A figura do perito de sinistros é fundamental no mundo dos seguros, especialmente nos seguros de habitação. No nosso trabalho quotidiano, constatamos que a sua função gera muitas dúvidas entre os utilizadores e consumidores de seguros, que somos todos nós. Vamos esclarecer as suas funções e competências.
Principais funções e “objetividade” dos peritos
A Lei 20/2015, que regula as seguradoras, descreve as funções do perito de sinistros da seguinte forma:
“quem decidir sobre as causas do incidente, o avaliação dos danos e as outras circunstâncias que influenciam a determinação da indemnização decorrentes de um contrato de seguro e fazer a proposta do montante líquido da indemnização”.”
Quando um perito é chamado a intervir, a primeira coisa que faz é comparar o que vê no local do sinistro com o que está estipulado na apóliceEis alguns exemplos: caraterísticas do risco, montantes segurados subscritos, etc. Por exemplo: se um seguro de habitação for declarado como apartamento na apólice e, no entanto, se tratar de uma moradia isolada, isso influenciará muito a avaliação proposta da indemnização (será aplicada uma regra que reduz, logicamente, a indemnização). Por este motivo, na nossa empresa de corretagem aconselhamos sempre a importância de uma avaliação correta dos activos em nossa casa.
A grande maioria dos peritos não faz parte da folha de pagamentos da empresa. É precisamente por esta razão que falamos da sua objetividade. Antigamente, era mais comum as seguradoras terem uma equipa de peritos de sinistros que era sempre utilizada.

Quando é que um perito em perdas intervém num sinistro?
Na prática, o recurso a um perito deve-se essencialmente a estas duas razões:
- Dúvidas sobre a cobertura do sinistro: quando o perito da empresa não tem a certeza se o sinistro está coberto pela apólice, é chamado um perito para preparar um relatório.
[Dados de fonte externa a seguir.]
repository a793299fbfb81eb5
pub mod app;
pub mod config;
pub mod error;
pub mod extractors;
pub mod middleware;
pub mod routes;
pub mod services;
//! Membership ledger: groups, members and roles.

use tracing::info;
use uuid::Uuid;

use crate::errors::{DomainError, StoreError};
use crate::models::group::{
    Group, GroupChanges, GroupDetail, GroupListFilter, GroupPrivacy, GroupRole, GroupSummary,
    Membership, NewGroup,
};
use crate::stores::GroupStore;

/// Creates the group and the creator's admin membership as one unit of work.
pub async fn create_group_with_admin(
    groups: &dyn GroupStore,
    creator: Uuid,
    name: String,
    description: String,
    privacy: GroupPrivacy,
) -> Result<(Group, Membership), DomainError> {
    let name = name.trim().to_string();
    if name.is_empty() {
        return Err(DomainError::validation("Group name must not be empty"));
    }

    let (group, membership) = groups
        .create_group_with_admin(NewGroup {
            name,
            description,
            privacy,
            created_by: creator,
        })
        .await?;

    info!(group_id = %group.id, user_id = %creator, "Group created");
    Ok((group, membership))
}

/// Adds a membership. Fails with `DuplicateMembership` when the pair exists.
pub async fn add_member(
    groups: &dyn GroupStore,
    group_id: Uuid,
    user_id: Uuid,
    role: GroupRole,
) -> Result<Membership, DomainError> {
    match groups.insert_membership(group_id, user_id, role).await {
        Ok(membership) => {
            info!(group_id = %group_id, user_id = %user_id, role = %role, "Member added");
            Ok(membership)
        }
        Err(StoreError::UniqueViolation) => Err(DomainError::DuplicateMembership),
        Err(e) => Err(e.into()),
    }
}

pub async fn is_admin(
    groups: &dyn GroupStore,
    group_id: Uuid,
    user_id: Uuid,
) -> Result<bool, DomainError> {
    Ok(groups
        .find_membership(group_id, user_id)
        .await?
        .is_some_and(|m| m.role == GroupRole::Admin))
}

pub async fn count_members(groups: &dyn GroupStore, group_id: Uuid) -> Result<i64, DomainError> {
    Ok(groups.count_members(group_id).await?)
}

/// Loads an active group together with the caller's membership.
///
/// Non-members get `NotFound` so group existence is not leaked.
pub async fn require_membership(
    groups: &dyn GroupStore,
    group_id: Uuid,
    user_id: Uuid,
) -> Result<(Group, Membership), DomainError> {
    let group = groups
        .find_group(group_id)
        .await?
        .ok_or_else(|| DomainError::not_found("Group not found"))?;
    let membership = groups
        .find_membership(group_id, user_id)
        .await?
        .ok_or_else(|| DomainError::not_found("Group not found"))?;
    Ok((group, membership))
}

/// Like [`require_membership`], additionally requiring the admin role.
pub async fn require_admin(
    groups: &dyn GroupStore,
    group_id: Uuid,
    user_id: Uuid,
) -> Result<(Group, Membership), DomainError> {
    let (group, membership) = require_membership(groups, group_id, user_id).await?;
    if !membership.role.can_manage_members() {
        return Err(DomainError::forbidden("Only group admins can do this"));
    }
    Ok((group, membership))
}

pub async fn get_group(
    groups: &dyn GroupStore,
    group_id: Uuid,
    user_id: Uuid,
) -> Result<GroupDetail, DomainError> {
    let (group, membership) = require_membership(groups, group_id, user_id).await?;
    let member_count = groups.count_members(group_id).await?;
    Ok(GroupDetail::new(group, member_count, membership.role))
}

pub async fn update_group(
    groups: &dyn GroupStore,
    group_id: Uuid,
    actor: Uuid,
    changes: GroupChanges,
) -> Result<GroupDetail, DomainError> {
    let (group, membership) = require_membership(groups, group_id, actor).await?;
    if !membership.role.can_manage_group() {
        return Err(DomainError::forbidden("Only group admins can edit the group"));
    }
    if changes.name.as_deref().is_some_and(|n| n.trim().is_empty()) {
        return Err(DomainError::validation("Group name must not be empty"));
    }

    let updated = if changes.is_empty() {
        group
    } else {
        groups
            .update_group(group_id, changes)
            .await?
            .ok_or_else(|| DomainError::not_found("Group not found"))?
    };
    let member_count = groups.count_members(group_id).await?;

    info!(group_id = %group_id, user_id = %actor, "Group updated");
    Ok(GroupDetail::new(updated, member_count, membership.role))
}

/// Soft-deletes the group. Memberships and invitations are retained.
pub async fn delete_group(
    groups: &dyn GroupStore,
    group_id: Uuid,
    actor: Uuid,
) -> Result<(), DomainError> {
    let (_, membership) = require_membership(groups, group_id, actor).await?;
    if !membership.role.can_manage_group() {
        return Err(DomainError::forbidden("Only group admins can delete the group"));
    }
    if !groups.deactivate_group(group_id).await? {
        return Err(DomainError::not_found("Group not found"));
    }

    info!(group_id = %group_id, user_id = %actor, "Group deleted");
    Ok(())
}

/// Removes `target` from the group. Anyone may leave; removing someone else
/// requires the admin role. The group's last admin cannot leave or be removed.
pub async fn remove_member(
    groups: &dyn GroupStore,
    group_id: Uuid,
    actor: Uuid,
    target: Uuid,
) -> Result<(), DomainError> {
    if actor != target {
        let (_, membership) = require_membership(groups, group_id, actor).await?;
        if !membership.role.can_manage_members() {
            return Err(DomainError::forbidden("Only group admins can remove members"));
        }
    }

    let target_membership = groups
        .find_membership(group_id, target)
        .await?
        .ok_or_else(|| DomainError::not_found("Membership not found"))?;
    if target_membership.role == GroupRole::Admin {
        let admins = groups
            .list_members(group_id)
            .await?
            .iter()
            .filter(|m| m.role == GroupRole::Admin)
            .count();
        if admins <= 1 {
            return Err(DomainError::validation(
                "The last admin cannot leave the group; delete the group instead",
            ));
        }
    }

    if !groups.delete_membership(group_id, target).await? {
        return Err(DomainError::not_found("Membership not found"));
    }

    info!(group_id = %group_id, user_id = %target, removed_by = %actor, "Member removed");
    Ok(())
}

/// Joins a public group as a regular member.
pub async fn join_public_group(
    groups: &dyn GroupStore,
    group_id: Uuid,
    user_id: Uuid,
) -> Result<Membership, DomainError> {
    let group = groups
        .find_group(group_id)
        .await?
        .ok_or_else(|| DomainError::not_found("Group not found"))?;
    if group.privacy != GroupPrivacy::Public {
        return Err(DomainError::forbidden(
            "This group is private; an invitation is required",
        ));
    }
    add_member(groups, group_id, user_id, GroupRole::Member).await
}

/// Active groups of the filter's member, narrowed by search text and creator.
pub async fn list_groups_for_user(
    groups: &dyn GroupStore,
    filter: GroupListFilter,
) -> Result<Vec<GroupSummary>, DomainError> {
    Ok(groups.list_groups_for_user(filter).await?)
}

/// Members of the group, visible to members only.
pub async fn list_members(
    groups: &dyn GroupStore,
    group_id: Uuid,
    user_id: Uuid,
) -> Result<Vec<Membership>, DomainError> {
    require_membership(groups, group_id, user_id).await?;
    Ok(groups.list_members(group_id).await?)
}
- Um crédito que excede um determinado montante: de 300 a 3000 euros, consoante a companhia. As seguradoras dão um valor máximo de autonomia em que os profissionais podem reparar sem o “OK” do inspetor.
Embora reconheçamos a importância do perito, o seu “relatório de peritagem” será analisado pela companhia de seguros que, em última análise, decide se cobre ou não o sinistro e avalia os danos.
Se o segurado não concordar, o que fazer?
A lei prevê várias opções nestes casos: as partes nomeiam um perito e, se mesmo assim não se chegar a acordo, é atribuída a um terceiro perito a possibilidade de resolver a questão.
Na prática, porém, isso é raro. É nosso dever como Corretagem de seguros para defender os nossos segurados. Por esta razão, a empresa é pressionada a atingir o seu objetivo:
- Aumentar a indemnização: por exemplo, é comum em danos nos produtos refrigerados, em caso de apagão
- Refutar a recusa da empresa, quando o segurado tem razão: quando confrontados com danos eléctricos, pedimos habitualmente um relatório de um técnico para corroborar a versão do nosso segurado.
Em suma, o perito de sinistros desempenha um papel essencial na resolução dos sinistros em que está envolvido. Graças a o nosso departamento de sinistros e a nossa grande experiência e volume de clientes, temos uma boa relação com eles, o que se traduz num melhor tratamento face às resoluções. Não tem nada a ver com o facto de um cliente privado pressionar a empresa, ao contrário de uma corretora com mais de 4.000 clientes.
Se quiser usufruir destas vantagens, não hesite e subscrever um seguro de habitação connosco. Não só obterá o melhor serviço pós-venda, como também o ajudaremos a escolher a apólice que melhor se adapta às suas necessidades em termos de preço e cobertura.